India yesterday successfully test-fired an anti-ballistic missile capable of intercepting targets outside the Earth's atmosphere, a major step in development of a missile defence system that is available to only a handful of nations.
Sharing borders - some disputed - with nuclear-armed China and Pakistan, India is trying to develop a two-tier missile defence system that aims to provide a multi-layered shield against ballistic missile attack.
"This [test] is part of the ballistic missile defence system which we are developing," said Ravi Kumar Gupta, spokesman for the Defence Research and Development Organisation.
"The mission has been completed and the interception parameter has been achieved."
Currently, only a small club of nations including the United States, Russia and Israel possess an anti-ballistic missile system.
India has fought three wars with Pakistan and came close to a fourth one in 2001.
It lost a brief Himalayan border war with its larger neighbour China in 1962 and has since strived to improve its defences.
In recent years, New Delhi has accused Beijing of making hundreds of intrusions along the disputed border. However, Beijing has repeatedly denied crossing into Indian territory.
Adding to its worries are Beijing's forays into the Indian Ocean and its involvement in building a string of ports stretching from Pakistan's Gwadar to Chittagong in Bangladesh.

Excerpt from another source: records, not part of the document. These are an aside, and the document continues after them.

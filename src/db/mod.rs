//! SQLite store for the territory catalog, agents and assignment trail
//!
//! ## Tables
//!
//! - `cities` - Claimable cities (country, coordinates, reserved flag, owner)
//! - `agents` - Registered agents (territory, void state, last liveness)
//! - `assignments` - Append-only trail of every ownership change
//!
//! ## Connections
//!
//! File-backed databases open two connections: a writer that runs every
//! mutating transaction (`BEGIN IMMEDIATE`, so concurrent writers queue on
//! SQLite's write lock rather than failing at commit), and a read-only
//! connection that sees the last committed WAL snapshot. Catalog queries and
//! liveness status therefore never wait on a writer. In-memory databases
//! cannot share state across connections and use the writer for both.

pub mod schema;
pub mod models;
pub mod cities;
pub mod agents;
pub mod assignments;
pub mod allocation;

use std::path::Path;
use std::sync::Mutex;
use std::time::Duration;

use rusqlite::{Connection, OpenFlags};
use tracing::{debug, info};

use crate::error::TerritoryError;

/// Database file name inside the storage directory
pub const DB_FILE_NAME: &str = "territory.db";

/// SQLite database for cities, agents and assignments
pub struct TerritoryDb {
    writer: Mutex<Connection>,
    reader: Option<Mutex<Connection>>,
}

impl TerritoryDb {
    /// Open or create the database in `storage_dir`
    pub fn open(storage_dir: &Path, busy_timeout: Duration) -> Result<Self, TerritoryError> {
        let db_path = storage_dir.join(DB_FILE_NAME);
        info!("Opening SQLite database at {:?}", db_path);

        let writer = Connection::open(&db_path)?;
        writer.execute_batch("PRAGMA journal_mode=WAL; PRAGMA synchronous=NORMAL; PRAGMA foreign_keys=ON;")?;
        writer.busy_timeout(busy_timeout)?;
        schema::init_schema(&writer)?;

        let reader = Connection::open_with_flags(
            &db_path,
            OpenFlags::SQLITE_OPEN_READ_ONLY | OpenFlags::SQLITE_OPEN_NO_MUTEX,
        )?;
        reader.busy_timeout(busy_timeout)?;

        Ok(Self {
            writer: Mutex::new(writer),
            reader: Some(Mutex::new(reader)),
        })
    }

    /// Open an in-memory database (for testing)
    pub fn open_in_memory() -> Result<Self, TerritoryError> {
        debug!("Opening in-memory SQLite database");

        let writer = Connection::open_in_memory()?;
        writer.execute_batch("PRAGMA foreign_keys=ON;")?;
        schema::init_schema(&writer)?;

        Ok(Self {
            writer: Mutex::new(writer),
            reader: None,
        })
    }

    /// Run a read-only query against the last committed state
    pub fn with_conn<F, T>(&self, f: F) -> Result<T, TerritoryError>
    where
        F: FnOnce(&Connection) -> Result<T, TerritoryError>,
    {
        let lock = self.reader.as_ref().unwrap_or(&self.writer);
        let conn = lock
            .lock()
            .map_err(|e| TerritoryError::Internal(format!("Lock poisoned: {}", e)))?;
        f(&conn)
    }

    /// Execute a write operation with exclusive access
    pub fn with_conn_mut<F, T>(&self, f: F) -> Result<T, TerritoryError>
    where
        F: FnOnce(&mut Connection) -> Result<T, TerritoryError>,
    {
        let mut conn = self
            .writer
            .lock()
            .map_err(|e| TerritoryError::Internal(format!("Lock poisoned: {}", e)))?;
        f(&mut conn)
    }

    /// Get database statistics
    pub fn stats(&self) -> Result<DbStats, TerritoryError> {
        self.with_conn(|conn| {
            let count = |sql: &str| -> Result<u64, TerritoryError> {
                let n: i64 = conn.query_row(sql, [], |row| row.get(0))?;
                Ok(n as u64)
            };

            Ok(DbStats {
                city_count: count("SELECT COUNT(*) FROM cities")?,
                owned_city_count: count("SELECT COUNT(*) FROM cities WHERE owner_id IS NOT NULL")?,
                reserved_city_count: count("SELECT COUNT(*) FROM cities WHERE reserved = 1")?,
                agent_count: count("SELECT COUNT(*) FROM agents")?,
                voided_agent_count: count("SELECT COUNT(*) FROM agents WHERE voided = 1")?,
                assignment_count: count("SELECT COUNT(*) FROM assignments")?,
            })
        })
    }
}

/// Database statistics
#[derive(Debug, Clone, PartialEq, Eq, serde::Serialize)]
pub struct DbStats {
    pub city_count: u64,
    pub owned_city_count: u64,
    pub reserved_city_count: u64,
    pub agent_count: u64,
    pub voided_agent_count: u64,
    pub assignment_count: u64,
}

// Re-exports
pub use models::{Actor, Agent, AssignmentAction, AssignmentRecord, City, NewCity, Territory};
pub use cities::BulkResult;
pub use allocation::{ClaimOutcome, OverrideOutcome, ReleaseOutcome, VoidOutcome};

In light of changes in the geo-political situation in its neighbourhood, many analysts have suggested revisiting India's nuclear doctrine, whose central principle is that New Delhi would not be first to use atomic weapons in a conflict.
The opposition Bharatiya Janata Party (BJP), which is widely tipped to form the next government in May after ongoing national elections, has promised to revise the doctrine, but has ruled out the first use of nuclear weapons.
BJP leader Narendra Modi, a Hindu nationalist, has taken an aggressive tone against the two neighbouring nations.
On the campaign trail, he has warned Beijing to shed its "mindset of expansionism" and in the past he has railed against Pakistan, an Islamic state, for attacks by Muslim militants in India.